Tüm bunlarla birlikte dinamik bir akış ve hareket beklediğiniz bir eser olmamalı bu. Olaydan ziyade durum anlatımlarının ve iç seslerin ağırlıkta olduğu, bu yanıyla da bu tip anlatıları sevenlerin beğenebileceği türden bir yapıt. Ben bu tarz anlatılardan pek hoşlanmıyorum ancak nasıl anlattığından ziyade anlattığı “şey”, yıllardır kafa yorduğum konular üzerine olunca ilgimi epey çektiğini söyleyebilirim.
WILLIAM BLAKE’E SAYGI DURUŞU
Yazarın (dolayısıyla ana karakterin) romantizminde önemli bir etkisi bulunan İngiliz şair William Blake (1757-1827) de eserde önemli bir yere sahip.
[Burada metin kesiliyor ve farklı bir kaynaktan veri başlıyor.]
//! View configuration: column layout, density, display mode, and the
//! per-source customization restrictions.

pub mod columns;
pub mod config;
pub mod store;

pub use columns::ColumnSpec;
pub use config::{
    default_columns, ColumnConfig, ColumnFormat, Density, DisplayMode, PredefinedView,
    ViewConfig, ViewRestrictions, ViewSource, MIN_COLUMN_WIDTH,
};
pub use store::{ViewStore, ViewUpdate};
//! Bulk tag attachment.

use std::sync::Arc;

use async_trait::async_trait;

use super::BulkAction;
use crate::client::RecordClient;
use crate::error::{LensError, LensResult};
use crate::model::ObjectRecord;

/// Attaches one tag to every selected record, one request per record
pub struct AddTagAction<C: RecordClient> {
    client: Arc<C>,
    tag_id: String,
}

impl<C: RecordClient> AddTagAction<C> {
    pub fn new(client: Arc<C>, tag_id: impl Into<String>) -> Self {
        Self {
            client,
            tag_id: tag_id.into(),
        }
    }
}

#[async_trait]
impl<C: RecordClient + 'static> BulkAction for AddTagAction<C> {
    fn id(&self) -> &str {
        "add-tag"
    }

    fn label(&self) -> &str {
        "Add Tag"
    }

    fn validate(&self, records: &[ObjectRecord]) -> LensResult<()> {
        if records.is_empty() {
            return Err(LensError::Validation("no records selected".to_string()));
        }
        if self.tag_id.is_empty() {
            return Err(LensError::Validation("no tag chosen".to_string()));
        }
        Ok(())
    }

    async fn apply(&self, record: &ObjectRecord) -> LensResult<()> {
        self.client.attach_tag(&record.id, &self.tag_id).await
    }
}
Yazarın sıklıkla göndermelerde bulunduğu Blake’in izlerini, kapakta bile görüyoruz. Zira ilk bakışta tuhaf bir başlık olarak göze çarpan “Sür pulluğunu ölülerin kemikleri üzerinde” dizesi ona ait. Blake’e yaptığı göndermeler, romantizminin nereden geldiğine dair önemli bir işaret.
Sür Pulluğunu Ölülerin Kemikleri Üzerinde’yi okurken ekonomik sisteme yararı dokunmayan, dolayısıyla sistemin çarkına yağ sürmeyi kabul etmeyenleri sembolize eden Duszejko’ya sempati duymamak elde değil. Bu sempatiyle birlikte adaletin ceza veren gizli eli, doğanın aleti olduğumuzu da derinden duyuyoruz: “Herkes yararlı şeylerden kâr etmeyi bilir, ama kimse yararsız olandan elde edilecek faydaları bilmez.” (s.276) Bu haliyle doğa etiğiyle ilgili düşüncelerini, sürpriz sonuyla nihayete erdiren Tokarczuk’un bu eseri, ikiyüzlülüğü kanıksayan benmerkezci insan ırkının, doğanın üzerinde kurmaya çalıştığı egemenliğine karşı çıkışın hikâyesi.
Sür Pulluğunu Ölülerin Kemikleri Üzerinde / Olga Tokarczuk / Çeviren: Neşe Taluy Yüce / Timaş Yayınevi / 304 s. / 2020.